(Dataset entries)
________________________________________

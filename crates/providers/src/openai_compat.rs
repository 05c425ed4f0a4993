//! OpenAI-compatible adapter.
//!
//! Works with OpenAI and any other endpoint that follows the chat
//! completions contract. Tool results travel as `role:"tool"` messages;
//! assistant tool_use blocks become `tool_calls` entries.

use reqwest::RequestBuilder;
use serde_json::Value;

use ami_domain::config::LlmConfig;
use ami_domain::error::{Error, Result};
use ami_domain::tool::{ContentPart, Message, MessageContent, Role, ToolDefinition};

use crate::retry::{from_reqwest, key_from_env, send_with_retry};
use crate::traits::{ChatRequest, ChatResponse, LlmProvider, Usage};

const DEFAULT_MODEL: &str = "gpt-4o";
const DEFAULT_BASE_URL: &str = "https://api.openai.com/v1";

// ━━━━━━━━━━━━━━━━━━━━━━━━━━━━━━━━━━━━━━━━━━━━━━━━━━━━━━━━━━━━━━━━━━
// Adapter struct
// ━━━━━━━━━━━━━━━━━━━━━━━━━━━━━━━━━━━━━━━━━━━━━━━━━━━━━━━━━━━━━━━━━━

pub struct OpenAiCompatProvider {
    base_url: String,
    api_key: String,
    default_model: String,
    max_retries: u32,
    client: reqwest::Client,
}

impl OpenAiCompatProvider {
    /// Create a provider from config + `OPENAI_API_KEY`.
    pub fn from_config(cfg: &LlmConfig) -> Result<Self> {
        let api_key = key_from_env("OPENAI_API_KEY")?;
        let client = reqwest::Client::builder()
            .timeout(std::time::Duration::from_secs(cfg.timeout_secs))
            .build()
            .map_err(from_reqwest)?;

        Ok(Self {
            base_url: DEFAULT_BASE_URL.into(),
            api_key,
            default_model: cfg
                .openai_model
                .clone()
                .unwrap_or_else(|| DEFAULT_MODEL.into()),
            max_retries: cfg.max_retries,
            client,
        })
    }

    fn authed_post(&self, url: &str) -> RequestBuilder {
        self.client
            .post(url)
            .header("Authorization", format!("Bearer {}", self.api_key))
            .header("Content-Type", "application/json")
    }

    fn build_chat_body(&self, req: &ChatRequest) -> Value {
        let mut messages: Vec<Value> = Vec::new();
        if !req.system.is_empty() {
            messages.push(serde_json::json!({"role": "system", "content": req.system}));
        }
        for msg in &req.messages {
            messages.extend(msg_to_openai(msg));
        }

        let mut body = serde_json::json!({
            "model": req.model.clone().unwrap_or_else(|| self.default_model.clone()),
            "messages": messages,
        });

        if !req.tools.is_empty() {
            let tools: Vec<Value> = req.tools.iter().map(tool_to_openai).collect();
            body["tools"] = Value::Array(tools);
        }
        if let Some(temp) = req.temperature {
            body["temperature"] = serde_json::json!(temp);
        }
        if let Some(max) = req.max_tokens {
            body["max_tokens"] = serde_json::json!(max);
        }
        body
    }
}

// ━━━━━━━━━━━━━━━━━━━━━━━━━━━━━━━━━━━━━━━━━━━━━━━━━━━━━━━━━━━━━━━━━━
// Message serialization helpers
// ━━━━━━━━━━━━━━━━━━━━━━━━━━━━━━━━━━━━━━━━━━━━━━━━━━━━━━━━━━━━━━━━━━

/// One internal message can fan out to several wire messages (tool
/// results become individual `role:"tool"` entries).
fn msg_to_openai(msg: &Message) -> Vec<Value> {
    match (&msg.role, &msg.content) {
        (Role::User, MessageContent::Text(t)) => {
            vec![serde_json::json!({"role": "user", "content": t})]
        }
        (Role::User, MessageContent::Parts(parts)) => {
            let mut out = Vec::new();
            let mut text_parts: Vec<Value> = Vec::new();
            for p in parts {
                match p {
                    ContentPart::ToolResult {
                        tool_use_id,
                        content,
                        ..
                    } => out.push(serde_json::json!({
                        "role": "tool",
                        "tool_call_id": tool_use_id,
                        "content": content,
                    })),
                    ContentPart::Text { text } => {
                        text_parts.push(serde_json::json!({"type": "text", "text": text}))
                    }
                    ContentPart::Image { data, media_type } => {
                        let mt = media_type.as_deref().unwrap_or("image/png");
                        text_parts.push(serde_json::json!({
                            "type": "image_url",
                            "image_url": {"url": format!("data:{mt};base64,{data}")},
                        }))
                    }
                    ContentPart::ToolUse { .. } => {}
                }
            }
            if !text_parts.is_empty() {
                out.push(serde_json::json!({"role": "user", "content": text_parts}));
            }
            out
        }
        (Role::Assistant, content) => {
            let mut text = String::new();
            let mut tool_calls: Vec<Value> = Vec::new();
            match content {
                MessageContent::Text(t) => text = t.clone(),
                MessageContent::Parts(parts) => {
                    for p in parts {
                        match p {
                            ContentPart::Text { text: t } => {
                                if !text.is_empty() {
                                    text.push('\n');
                                }
                                text.push_str(t);
                            }
                            ContentPart::ToolUse { id, name, input } => {
                                tool_calls.push(serde_json::json!({
                                    "id": id,
                                    "type": "function",
                                    "function": {
                                        "name": name,
                                        "arguments": input.to_string(),
                                    }
                                }));
                            }
                            _ => {}
                        }
                    }
                }
            }
            let mut m = serde_json::json!({"role": "assistant", "content": text});
            if !tool_calls.is_empty() {
                m["tool_calls"] = Value::Array(tool_calls);
            }
            vec![m]
        }
    }
}

fn tool_to_openai(tool: &ToolDefinition) -> Value {
    serde_json::json!({
        "type": "function",
        "function": {
            "name": tool.name,
            "description": tool.description,
            "parameters": tool.parameters,
        }
    })
}

// ━━━━━━━━━━━━━━━━━━━━━━━━━━━━━━━━━━━━━━━━━━━━━━━━━━━━━━━━━━━━━━━━━━
// Response deserialization
// ━━━━━━━━━━━━━━━━━━━━━━━━━━━━━━━━━━━━━━━━━━━━━━━━━━━━━━━━━━━━━━━━━━

fn parse_openai_response(body: &Value) -> ChatResponse {
    let choice = &body["choices"][0];
    let message = &choice["message"];

    let mut parts: Vec<ContentPart> = Vec::new();
    if let Some(t) = message.get("content").and_then(|v| v.as_str()) {
        if !t.is_empty() {
            parts.push(ContentPart::Text { text: t.into() });
        }
    }
    if let Some(calls) = message.get("tool_calls").and_then(|v| v.as_array()) {
        for call in calls {
            let args_str = call["function"]["arguments"].as_str().unwrap_or("{}");
            let input: Value =
                serde_json::from_str(args_str).unwrap_or(Value::Object(Default::default()));
            parts.push(ContentPart::ToolUse {
                id: call["id"].as_str().unwrap_or("").into(),
                name: call["function"]["name"].as_str().unwrap_or("").into(),
                input,
            });
        }
    }

    let stop_reason = choice
        .get("finish_reason")
        .and_then(|v| v.as_str())
        .map(|s| match s {
            "length" => "max_tokens".to_string(),
            other => other.to_string(),
        });

    let usage = body.get("usage").and_then(|v| {
        Some(Usage {
            input_tokens: v.get("prompt_tokens")?.as_u64()? as u32,
            output_tokens: v.get("completion_tokens")?.as_u64()? as u32,
        })
    });

    ChatResponse {
        parts,
        usage,
        stop_reason,
    }
}

// ━━━━━━━━━━━━━━━━━━━━━━━━━━━━━━━━━━━━━━━━━━━━━━━━━━━━━━━━━━━━━━━━━━
// Trait implementation
// ━━━━━━━━━━━━━━━━━━━━━━━━━━━━━━━━━━━━━━━━━━━━━━━━━━━━━━━━━━━━━━━━━━

#[async_trait::async_trait]
impl LlmProvider for OpenAiCompatProvider {
    async fn chat(&self, req: ChatRequest) -> Result<ChatResponse> {
        let url = format!("{}/chat/completions", self.base_url);
        let body = self.build_chat_body(&req);

        let resp = send_with_retry("POST /chat/completions", self.max_retries, || {
            self.authed_post(&url).json(&body)
        })
        .await?;

        let status = resp.status();
        let resp_text = resp.text().await.map_err(from_reqwest)?;

        if !status.is_success() {
            return Err(Error::Provider {
                provider: "openai".into(),
                message: format!("HTTP {} - {}", status.as_u16(), resp_text),
            });
        }

        let resp_json: Value = serde_json::from_str(&resp_text)?;
        Ok(parse_openai_response(&resp_json))
    }

    fn provider_id(&self) -> &str {
        "openai"
    }
}

#[cfg(test)]
mod tests {
    use super::*;

    #[test]
    fn tool_results_fan_out_to_tool_messages() {
        let msg = Message::tool_results(vec![
            ContentPart::ToolResult {
                tool_use_id: "call_1".into(),
                content: "a".into(),
                is_error: false,
            },
            ContentPart::ToolResult {
                tool_use_id: "call_2".into(),
                content: "b".into(),
                is_error: true,
            },
        ]);
        let wire = msg_to_openai(&msg);
        assert_eq!(wire.len(), 2);
        assert_eq!(wire[0]["role"], "tool");
        assert_eq!(wire[1]["tool_call_id"], "call_2");
    }

    #[test]
    fn parse_tool_call_arguments() {
        let body = serde_json::json!({
            "choices": [{
                "message": {
                    "content": "",
                    "tool_calls": [{
                        "id": "call_9",
                        "type": "function",
                        "function": {"name": "write_file", "arguments": "{\"path\":\"a.txt\"}"}
                    }]
                },
                "finish_reason": "tool_calls"
            }],
            "usage": {"prompt_tokens": 5, "completion_tokens": 7}
        });
        let resp = parse_openai_response(&body);
        let calls = resp.tool_calls();
        assert_eq!(calls.len(), 1);
        assert_eq!(calls[0].arguments["path"], "a.txt");
        assert_eq!(resp.stop_reason.as_deref(), Some("tool_calls"));
    }

    #[test]
    fn length_maps_to_max_tokens() {
        let body = serde_json::json!({
            "choices": [{"message": {"content": "partial"}, "finish_reason": "length"}]
        });
        let resp = parse_openai_response(&body);
        assert_eq!(resp.stop_reason.as_deref(), Some("max_tokens"));
    }
}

________________________________________

» **Task**: Your answer should be every line above that contains the word "clone".

» **Answer**:
                .clone()
            "model": req.model.clone().unwrap_or_else(|| self.default_model.clone()),
                MessageContent::Text(t) => text = t.clone(),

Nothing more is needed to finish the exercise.